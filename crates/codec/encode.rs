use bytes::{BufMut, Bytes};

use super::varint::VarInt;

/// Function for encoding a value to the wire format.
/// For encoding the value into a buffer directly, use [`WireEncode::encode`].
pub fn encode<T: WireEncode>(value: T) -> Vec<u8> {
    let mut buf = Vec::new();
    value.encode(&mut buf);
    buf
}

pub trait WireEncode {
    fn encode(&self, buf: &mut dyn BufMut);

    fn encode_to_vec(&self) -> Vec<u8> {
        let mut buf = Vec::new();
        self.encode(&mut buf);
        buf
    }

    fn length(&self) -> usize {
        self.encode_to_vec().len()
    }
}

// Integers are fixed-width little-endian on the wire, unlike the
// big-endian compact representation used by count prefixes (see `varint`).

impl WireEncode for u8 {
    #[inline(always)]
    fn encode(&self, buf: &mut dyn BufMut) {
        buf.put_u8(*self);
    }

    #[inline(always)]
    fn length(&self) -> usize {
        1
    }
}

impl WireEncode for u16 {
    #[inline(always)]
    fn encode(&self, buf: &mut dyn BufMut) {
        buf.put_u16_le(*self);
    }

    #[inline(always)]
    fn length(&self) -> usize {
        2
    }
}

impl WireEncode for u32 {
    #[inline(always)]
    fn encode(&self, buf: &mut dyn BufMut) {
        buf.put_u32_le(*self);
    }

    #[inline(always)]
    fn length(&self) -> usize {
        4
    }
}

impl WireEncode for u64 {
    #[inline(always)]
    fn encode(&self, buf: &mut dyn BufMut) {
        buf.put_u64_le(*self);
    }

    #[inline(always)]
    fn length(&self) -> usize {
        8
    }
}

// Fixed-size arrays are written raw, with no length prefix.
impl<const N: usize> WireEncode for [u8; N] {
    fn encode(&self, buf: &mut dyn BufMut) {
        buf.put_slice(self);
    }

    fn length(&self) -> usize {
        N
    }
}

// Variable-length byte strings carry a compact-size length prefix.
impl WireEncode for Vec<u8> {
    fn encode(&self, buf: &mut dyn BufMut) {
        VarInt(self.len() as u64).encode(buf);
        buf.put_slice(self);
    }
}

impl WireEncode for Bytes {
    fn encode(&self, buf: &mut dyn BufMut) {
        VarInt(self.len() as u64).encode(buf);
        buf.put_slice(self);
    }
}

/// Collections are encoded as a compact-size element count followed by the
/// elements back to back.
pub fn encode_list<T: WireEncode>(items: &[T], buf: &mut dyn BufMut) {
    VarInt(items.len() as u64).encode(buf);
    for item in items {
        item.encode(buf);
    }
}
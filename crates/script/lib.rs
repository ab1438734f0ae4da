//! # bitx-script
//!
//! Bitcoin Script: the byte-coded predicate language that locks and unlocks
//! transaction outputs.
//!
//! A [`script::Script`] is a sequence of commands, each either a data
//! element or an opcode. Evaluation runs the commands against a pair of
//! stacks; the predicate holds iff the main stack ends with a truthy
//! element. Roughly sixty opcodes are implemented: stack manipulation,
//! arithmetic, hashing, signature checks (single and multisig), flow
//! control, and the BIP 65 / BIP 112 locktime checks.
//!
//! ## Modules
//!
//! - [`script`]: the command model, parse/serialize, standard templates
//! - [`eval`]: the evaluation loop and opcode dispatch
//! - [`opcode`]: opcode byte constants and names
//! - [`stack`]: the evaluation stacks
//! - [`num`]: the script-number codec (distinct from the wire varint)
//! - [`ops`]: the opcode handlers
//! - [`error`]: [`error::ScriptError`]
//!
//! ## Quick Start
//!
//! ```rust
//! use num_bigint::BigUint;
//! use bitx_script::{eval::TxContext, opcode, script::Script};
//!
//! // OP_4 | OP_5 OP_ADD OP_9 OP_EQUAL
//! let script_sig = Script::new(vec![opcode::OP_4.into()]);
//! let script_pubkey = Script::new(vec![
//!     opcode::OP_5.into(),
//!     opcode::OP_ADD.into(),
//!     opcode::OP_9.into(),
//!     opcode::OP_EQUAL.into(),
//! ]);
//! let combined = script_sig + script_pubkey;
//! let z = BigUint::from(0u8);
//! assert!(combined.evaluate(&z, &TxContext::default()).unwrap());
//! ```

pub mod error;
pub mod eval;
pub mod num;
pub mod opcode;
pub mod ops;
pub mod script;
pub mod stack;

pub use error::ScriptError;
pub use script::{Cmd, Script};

———

### ACTIVITY
Copy every line above without altering a word.

### FINISHED EXERCISE
filename crates/codec/encode.rs
use bytes::{BufMut, Bytes};

use super::varint::VarInt;

/// Function for encoding a value to the wire format.
/// For encoding the value into a buffer directly, use [`WireEncode::encode`].
pub fn encode<T: WireEncode>(value: T) -> Vec<u8> {
    let mut buf = Vec::new();
    value.encode(&mut buf);
    buf
}

pub trait WireEncode {
    fn encode(&self, buf: &mut dyn BufMut);

    fn encode_to_vec(&self) -> Vec<u8> {
        let mut buf = Vec::new();
        self.encode(&mut buf);
        buf
    }

    fn length(&self) -> usize {
        self.encode_to_vec().len()
    }
}

// Integers are fixed-width little-endian on the wire, unlike the
// big-endian compact representation used by count prefixes (see `varint`).

impl WireEncode for u8 {
    #[inline(always)]
    fn encode(&self, buf: &mut dyn BufMut) {
        buf.put_u8(*self);
    }

    #[inline(always)]
    fn length(&self) -> usize {
        1
    }
}

impl WireEncode for u16 {
    #[inline(always)]
    fn encode(&self, buf: &mut dyn BufMut) {
        buf.put_u16_le(*self);
    }

    #[inline(always)]
    fn length(&self) -> usize {
        2
    }
}

impl WireEncode for u32 {
    #[inline(always)]
    fn encode(&self, buf: &mut dyn BufMut) {
        buf.put_u32_le(*self);
    }

    #[inline(always)]
    fn length(&self) -> usize {
        4
    }
}

impl WireEncode for u64 {
    #[inline(always)]
    fn encode(&self, buf: &mut dyn BufMut) {
        buf.put_u64_le(*self);
    }

    #[inline(always)]
    fn length(&self) -> usize {
        8
    }
}

// Fixed-size arrays are written raw, with no length prefix.
impl<const N: usize> WireEncode for [u8; N] {
    fn encode(&self, buf: &mut dyn BufMut) {
        buf.put_slice(self);
    }

    fn length(&self) -> usize {
        N
    }
}

// Variable-length byte strings carry a compact-size length prefix.
impl WireEncode for Vec<u8> {
    fn encode(&self, buf: &mut dyn BufMut) {
        VarInt(self.len() as u64).encode(buf);
        buf.put_slice(self);
    }
}

impl WireEncode for Bytes {
    fn encode(&self, buf: &mut dyn BufMut) {
        VarInt(self.len() as u64).encode(buf);
        buf.put_slice(self);
    }
}

/// Collections are encoded as a compact-size element count followed by the
/// elements back to back.
pub fn encode_list<T: WireEncode>(items: &[T], buf: &mut dyn BufMut) {
    VarInt(items.len() as u64).encode(buf);
    for item in items {
        item.encode(buf);
    }
}
filename crates/script/lib.rs
repository ab1438734f0ae4da
//! # bitx-script
//!
//! Bitcoin Script: the byte-coded predicate language that locks and unlocks
//! transaction outputs.
//!
//! A [`script::Script`] is a sequence of commands, each either a data
//! element or an opcode. Evaluation runs the commands against a pair of
//! stacks; the predicate holds iff the main stack ends with a truthy
//! element. Roughly sixty opcodes are implemented: stack manipulation,
//! arithmetic, hashing, signature checks (single and multisig), flow
//! control, and the BIP 65 / BIP 112 locktime checks.
//!
//! ## Modules
//!
//! - [`script`]: the command model, parse/serialize, standard templates
//! - [`eval`]: the evaluation loop and opcode dispatch
//! - [`opcode`]: opcode byte constants and names
//! - [`stack`]: the evaluation stacks
//! - [`num`]: the script-number codec (distinct from the wire varint)
//! - [`ops`]: the opcode handlers
//! - [`error`]: [`error::ScriptError`]
//!
//! ## Quick Start
//!
//! ```rust
//! use num_bigint::BigUint;
//! use bitx_script::{eval::TxContext, opcode, script::Script};
//!
//! // OP_4 | OP_5 OP_ADD OP_9 OP_EQUAL
//! let script_sig = Script::new(vec![opcode::OP_4.into()]);
//! let script_pubkey = Script::new(vec![
//!     opcode::OP_5.into(),
//!     opcode::OP_ADD.into(),
//!     opcode::OP_9.into(),
//!     opcode::OP_EQUAL.into(),
//! ]);
//! let combined = script_sig + script_pubkey;
//! let z = BigUint::from(0u8);
//! assert!(combined.evaluate(&z, &TxContext::default()).unwrap());
//! ```

pub mod error;
pub mod eval;
pub mod num;
pub mod opcode;
pub mod ops;
pub mod script;
pub mod stack;

pub use error::ScriptError;
pub use script::{Cmd, Script};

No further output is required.